I looked at my schedule specifically for endoscopy.  I have had somewhere between thirteen and twenty colonoscopy-type procedures at this point in my life, and I was both curious to see what it might look like on the other side of things but also very uncertain how triggering it might be for me.  It wasn't on my schedule.  We had seven students (including myself) in our clinical group, so not everyone could do everything; it just so happened that this was the one that didn't fit, by luck of the draw.  

I chewed on that for a while.  We were told we could switch days with other students, and I waffled for a week or so whether I wanted to try to swap with someone.  Eventually, I came to the conclusion that I needed to know where my edges were.  

With my particular experiences as a patient and the associated trauma I have with those moments, there are spaces in my nursing program where I found certain material difficult to get through, because it was out-and-out triggering.  I was back in my hospital room remembering particular sounds and sensations and emotional spaces that were painful to stay in that sucked me down and held me fast.  Some of these triggers are obvious--the whole chapter on sepsis, for example, was a rough one for me, and I knew in advance it was going to be difficult.  There are also spaces where I am surprised by those emotions, blindsided and confused by the sudden wave of everything.  

I decided that I wanted to know where as many of these edges were as possible, differentiating the places that are uncomfortable because they're uncomfortable and the places that are uncomfortable because they are on the edge of triggering.  If you turn your head and squint, it kind of looks like desensitization therapy, but this was more of a perk rather than the goal.  Knowing these edges can allow me to explore for these when I'm able rather than incapacitating me when I have a vital task that needs to happen.  It can also help identify the beginnings of activation to intercede before overwhelm sneaks up. 

So I reached out to a peer and asked about swapping days.  That didn't work out with their planning, so I asked our clinical leader--she graciously allowed me to come in on the make-up day for endoscopy, trading a random clinical day off to instead come in during finals' week.  It was a calculated risk to intentionally enter into a likely triggering situation during finals week, but I needed to know.  Anxiety is sometimes best combatted with information.  
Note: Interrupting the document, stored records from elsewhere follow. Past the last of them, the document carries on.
//! Store Adapter Abstraction
//!
//! The lifecycle system talks to two external stores through traits: a
//! string-keyed [`KeyValueStore`] and a [`RelationalStore`]. In-memory and
//! file-backed key-value stores ship with the crate; the SQLite relational
//! store is behind the `sqlite` feature.
//!
//! ## Architecture
//!
//! ```text
//! ┌─────────────────────┐
//! │   StorageManager    │
//! │  (high-level API)   │
//! └──────────┬──────────┘
//!            │
//!     ┌──────┴───────────────┐
//!     │                      │
//! ┌───▼───────────┐   ┌──────▼──────────┐
//! │ KeyValueStore │   │ RelationalStore │  <-- Traits
//! └───┬───────────┘   └──────┬──────────┘
//!     │                      │
//! ┌───┴─────┐          ┌─────▼────┐
//! │ Memory  │          │  SQLite  │
//! │ File    │          └──────────┘
//! └─────────┘
//! ```
//!
//! ## Usage
//!
//! ```rust,no_run
//! use adl::storage::adapters::{FileKeyValueStore, KeyValueStore};
//!
//! async fn example() -> anyhow::Result<()> {
//!     let store = FileKeyValueStore::open("/path/to/kv_store.json").await?;
//!     store.set("@app:language", "es").await?;
//!     let language = store.get("@app:language").await?;
//!     Ok(())
//! }
//! ```

mod file_backend;
mod memory;
mod traits;

pub use file_backend::*;
pub use memory::*;
pub use traits::*;

#[cfg(feature = "sqlite")]
mod sqlite_backend;

#[cfg(feature = "sqlite")]
pub use sqlite_backend::SqliteRelationalStore;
However, there were other days in the term, and I decided to carry this same resolve to other pieces of my final clinicals, both in my Adult III and Leadership clinicals--I intentionally looked for situations I felt would be triggering, all in efforts to draw a crude map of where the landmines lay.  It made for an emotionally elevated term.   I learned a lot, on multiple levels.  In retrospect, I definitely should have coordinated parts of it with my therapist.  

Here was a common theme:  I am profoundly not okay when patients lose their personhood, when they are objectified.  When a patient is anesthetized, they are still respected, but they are also moved into whatever position was required, often intubated, and their faces covered with a blue cloth (aside from the anesthesia team's view), becoming a sack of meat, frankly, because we need to fix whatever is mechanically broken.  They were no longer a person, just a surgical field.  Additionally, six different times this term I was put in a position where I was helping hold a patient down, because they were unconsciously pulling at tubing or not in their right mind or unable to understand the need for a painful intervention for other reasons.  There are times where it is absolutely necessary to hold someone down, and I can recognize its necessity and grieve the action in the same breath.  When a patient's pain is dismissed and they don't feel like they have any control in their situation, I identify too much with them in those spaces.  

Over time, I can stretch these boundaries, expand those places, but I can also avoid some arenas--I probably won't be a surgical nurse, for example, as cool as surgery is.  Or maybe it's a reason to do it, to ensure that every patient is met with a warm, reassuring presence for the whole time they're awake.  The edges move, but they can also be better met by fortifying my skill in self-awareness and self-management.  The goal is to stop the onslaught at a five before it's a roaring nine or ten, and to be familiar with what spaces are insta-tens.  

There will be breakthrough spaces--I have no illusions that I'm going to condition myself out of everything immediately or even eventually.  Just more and better.  That's feasible.  That's worthwhile.